Ken Ring is getting worse

Most of us will know Ken Ring both for his claim that he can predict the weather by looking at the moon, and his supposed ability to predict earthquakes. Here's Ken talking about how you can supposedly also use rainbows to predict the weather:

In recent years Ken's been slowly falling down the rabbit hole of misinformation, and a post on Facebook from the other day shows just how bad it's gotten…

He starts with a warning: “do not read this if you are not openminded”. By this I think he means that he doesn't want people to disagree with him, so he's looking for people who will accept what he says without questioning it to read his post.

He then goes on to lay out his thoughts:

  • The bible is missing 100 books that were taken out for nefarious reasons.
  • There are lost lands of Atlantis, Lemuria, and Rama.
  • 18 foot tall people used to roam the world, as depicted in Egyptian hieroglyphics. They may also have been aliens.
  • There are giant underground labyrinths in both the Arctic and Antarctic, which rich people use to imprison child slaves. These may be where the aliens used to live.
  • Stanley Kubrick faked the moon landings.
  • Michelle Obama used to be a man.
  • There are buildings on the moon, Mars and Uranus.

There's even some local nonsense in there. Apparently the New Zealand election was rigged by voting machine companies, the government is bankrupting New Zealand so that our country can be sold to China, and Egyptians used to live here thousands of years ago.

In one way it's nice to have local conspiracies mixed in with Ken's other nonsense, but that last one just feels like a version of the usual racist garbage we often hear over here, arguing that Māori weren't here first.

Ken ends by saying:

“one thing's for sure. At one time there lived a race who were far more technologically advanced than we are… These people had electricity, nuclear capability, building techniques that were unsurpassed… they lived in huge societies in many different places.”

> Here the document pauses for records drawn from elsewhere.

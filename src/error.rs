use thiserror::Error;

/// Input validation failures. Degenerate signals (silence, zero-energy
/// channels) are not errors; they resolve to zero/identity results.
#[derive(Debug, Clone, PartialEq, Eq, Error)]
pub enum ConvertError {
    #[error("channel length mismatch: left has {left} samples, right has {right}")]
    LengthMismatch { left: usize, right: usize },

    #[error("stereo buffer is empty")]
    EmptyBuffer,

    #[error("invalid sample rate: {0} Hz")]
    InvalidSampleRate(u32),

    #[error("unsupported channel count: {0} (expected 1 or 2)")]
    UnsupportedChannels(usize),
}

pub type Result<T> = std::result::Result<T, ConvertError>;
pub mod wav;
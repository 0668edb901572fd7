//! Stateless signal helpers shared by the analyzer and the downmixer.

/// Root mean square, 0.0 for an empty slice.
pub fn rms(samples: &[f32]) -> f32 {
    if samples.is_empty() {
        return 0.0;
    }
    (samples.iter().map(|s| s * s).sum::<f32>() / samples.len() as f32).sqrt()
}

/// Largest absolute sample value.
pub fn peak(samples: &[f32]) -> f32 {
    samples.iter().map(|s| s.abs()).fold(0.0f32, f32::max)
}

pub fn hann_window(size: usize) -> Vec<f32> {
    if size < 2 {
        return vec![1.0; size];
    }
    (0..size)
        .map(|i| {
            0.5 * (1.0 - (2.0 * std::f32::consts::PI * i as f32 / (size - 1) as f32).cos())
        })
        .collect()
}

pub fn apply_hann_window(samples: &[f32]) -> Vec<f32> {
    let window = hann_window(samples.len());
    samples.iter().zip(window.iter()).map(|(s, w)| s * w).collect()
}

/// Scale to `target_rms`, clamping every output sample to [-1, 1].
///
/// Silent input is returned unchanged.
pub fn normalize(samples: &[f32], target_rms: f32) -> Vec<f32> {
    let current = rms(samples);
    if current == 0.0 {
        return samples.to_vec();
    }
    let gain = target_rms / current;
    samples.iter().map(|s| (s * gain).clamp(-1.0, 1.0)).collect()
}

/// tanh knee above `threshold`; samples with |x| <= threshold pass through
/// bit-exact.
pub fn soft_clip(samples: &[f32], threshold: f32) -> Vec<f32> {
    samples.iter().map(|&s| soft_clip_sample(s, threshold)).collect()
}

#[inline]
pub fn soft_clip_sample(sample: f32, threshold: f32) -> f32 {
    let magnitude = sample.abs();
    if magnitude <= threshold {
        return sample;
    }
    let headroom = 1.0 - threshold;
    sample.signum() * (threshold + headroom * ((magnitude - threshold) / headroom).tanh())
}
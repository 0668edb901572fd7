use anyhow::{Context, Result};
use std::path::Path;
use symphonia::core::audio::SampleBuffer;
use symphonia::core::codecs::DecoderOptions;
use symphonia::core::formats::FormatOptions;
use symphonia::core::io::MediaSourceStream;
use symphonia::core::meta::MetadataOptions;
use symphonia::core::probe::Hint;

use super::buffer::StereoBuffer;

/// Decode the first audio track of a file into a stereo buffer.
///
/// Mono sources are duplicated into both channels; anything wider than
/// stereo is rejected.
pub fn decode_stereo(path: &Path) -> Result<StereoBuffer> {
    let file = std::fs::File::open(path)
        .with_context(|| format!("Failed to open audio file: {}", path.display()))?;

    let mss = MediaSourceStream::new(Box::new(file), Default::default());

    let mut hint = Hint::new();
    if let Some(ext) = path.extension().and_then(|e| e.to_str()) {
        hint.with_extension(ext);
    }

    let probed = symphonia::default::get_probe()
        .format(&hint, mss, &FormatOptions::default(), &MetadataOptions::default())
        .context("Failed to probe audio format")?;

    let mut format = probed.format;

    let track = format
        .tracks()
        .iter()
        .find(|t| t.codec_params.codec != symphonia::core::codecs::CODEC_TYPE_NULL)
        .context("No audio tracks found")?;

    let track_id = track.id;
    let mut channels = track.codec_params.channels.map(|c| c.count());
    let sample_rate = track.codec_params.sample_rate.context("Unknown sample rate")?;

    let mut decoder = symphonia::default::get_codecs()
        .make(&track.codec_params, &DecoderOptions::default())
        .context("Failed to create audio decoder")?;

    let mut interleaved: Vec<f32> = Vec::new();

    loop {
        let packet = match format.next_packet() {
            Ok(packet) => packet,
            Err(symphonia::core::errors::Error::IoError(ref e))
                if e.kind() == std::io::ErrorKind::UnexpectedEof =>
            {
                break;
            }
            Err(e) => return Err(e.into()),
        };

        if packet.track_id() != track_id {
            continue;
        }

        let decoded = match decoder.decode(&packet) {
            Ok(d) => d,
            Err(symphonia::core::errors::Error::DecodeError(err)) => {
                log::warn!("Skipping undecodable packet: {}", err);
                continue;
            }
            Err(e) => return Err(e.into()),
        };

        let spec = *decoded.spec();
        channels.get_or_insert(spec.channels.count());

        let mut sample_buf = SampleBuffer::<f32>::new(decoded.frames() as u64, spec);
        sample_buf.copy_interleaved_ref(decoded);
        interleaved.extend_from_slice(sample_buf.samples());
    }

    let channels = channels.unwrap_or(1);
    let buffer = StereoBuffer::from_interleaved(&interleaved, channels, sample_rate)
        .with_context(|| format!("Unusable audio in {}", path.display()))?;

    log::info!(
        "Decoded audio: {} frames, {} channel(s), {}Hz, {:.1}s",
        buffer.len(),
        channels,
        sample_rate,
        buffer.duration()
    );

    Ok(buffer)
}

Having kept an eye on Ken for many years now, there's an arrogance to a lot of what he says. He's convinced that he knows better than the world's experts, in many, many scientific fields. But he's getting silly now - he appears to have fallen for some of the daftest ideas on the internet. From what I can tell he's getting a lot of his ideas from people on YouTube such as Robert Deutsch and Ben Pellom - people with outlandish worldviews whose videos get very few views. It's hard to believe, with all of these bad ideas being shared by Ken Ring, that some farmers still trust and buy his made-up weather almanac.